Task description →
Copy each line below in which the string "stdin" appears.

Items from a data source
※
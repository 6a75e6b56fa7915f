//! Echoes stdin to stdout without splitting characters across chunks.

use conduit::logger::{self, LogLevel};
use conduit::pipeline::stages::{ByteReader, TextPrinter, Utf8Normalizer};
use conduit::pipeline::Pipeline;
use std::io;

fn main() {
    logger::init(LogLevel::Warn);

    let built = Pipeline::builder("utf8echo")
        .source(ByteReader::new(io::stdin()))
        .transform(Utf8Normalizer::new())
        .sink(TextPrinter::new(io::stdout()))
        .capacity(10)
        .build();

    let mut pipeline = match built {
        Ok(pipeline) => pipeline,
        Err(e) => {
            eprintln!("{}", e);
            std::process::exit(1);
        }
    };

    if let Err(e) = pipeline.run() {
        eprintln!("{}:", e);
        for failure in pipeline.errors() {
            eprintln!("  {}", failure);
        }
        std::process::exit(1);
    }
}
※
Response area →
//! Echoes stdin to stdout without splitting characters across chunks.
        .source(ByteReader::new(io::stdin()))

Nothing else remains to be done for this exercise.